いま、あなたはこう思っているかもしれない。優しさが出世の絶好の手段なら、職場の全員にコーヒーを持って行ってやり、誕生日カードを書こう。これで私の株はどんどん上がる、と。
早合点してはいけない。研究は、動機が大切であることも示している。もし目的達成のための策略として、あるいは自己中心的な理由によって、優しさや思いやりを示すつもりなら、やめておいたほうがよい。研究からは、人を助ける時は、策略でも強制でもなく、純粋に利他的でなければ効果がないことがわかっている。「見返りを得るために与える」のではなく「与えるために生きる」という思考態度をデータは支持しているのである。
思いやりのあるリーダーシップ
もし、他者に奉仕することが本人の健康やウェルビーイング、キャリアの「特効薬」になるとすれば、それは企業にも当てはまるのだろうか。たしかに、思いやりを持ってリーダーシップを執ることは適切に見えるが、賢明なことなのだろうかと疑問が湧くかもしれない。研究では、思いやりを持ってリーダーシップを執ることは、賢明であることが明らかになっている。

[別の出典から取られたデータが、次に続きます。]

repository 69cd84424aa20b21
fn main() {
    tauri_build::build()
}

思いやりは、効果的なリーダーシップに不可欠な要素である。人間の脳は思いやりを示すリーダーに対して、より積極的に反応することが、神経画像の研究によって実証されている。思いやりのある文化の創出は、バーンアウトの要素の一つである従業員の感情的疲労や無断欠勤の減少に関連している。
著作家のサイモン・シネックは、リーダーが自分の配下にある人を監督するよりもケアすることに力をそそぐのは、思いやりのあるリーダーであることの証だと述べている。リーダーが従業員のウェルビーイングを重視し、そこに注力することは、従業員の仕事への満足、企業からのサポートに対する認知、企業へのロイヤルティと信頼、定着率の強力な予測因子であることは数多くの研究で示されている。それは、モチベーションの向上による従業員の職務遂行能力の向上や、チームの遂行能力の向上とも関連している。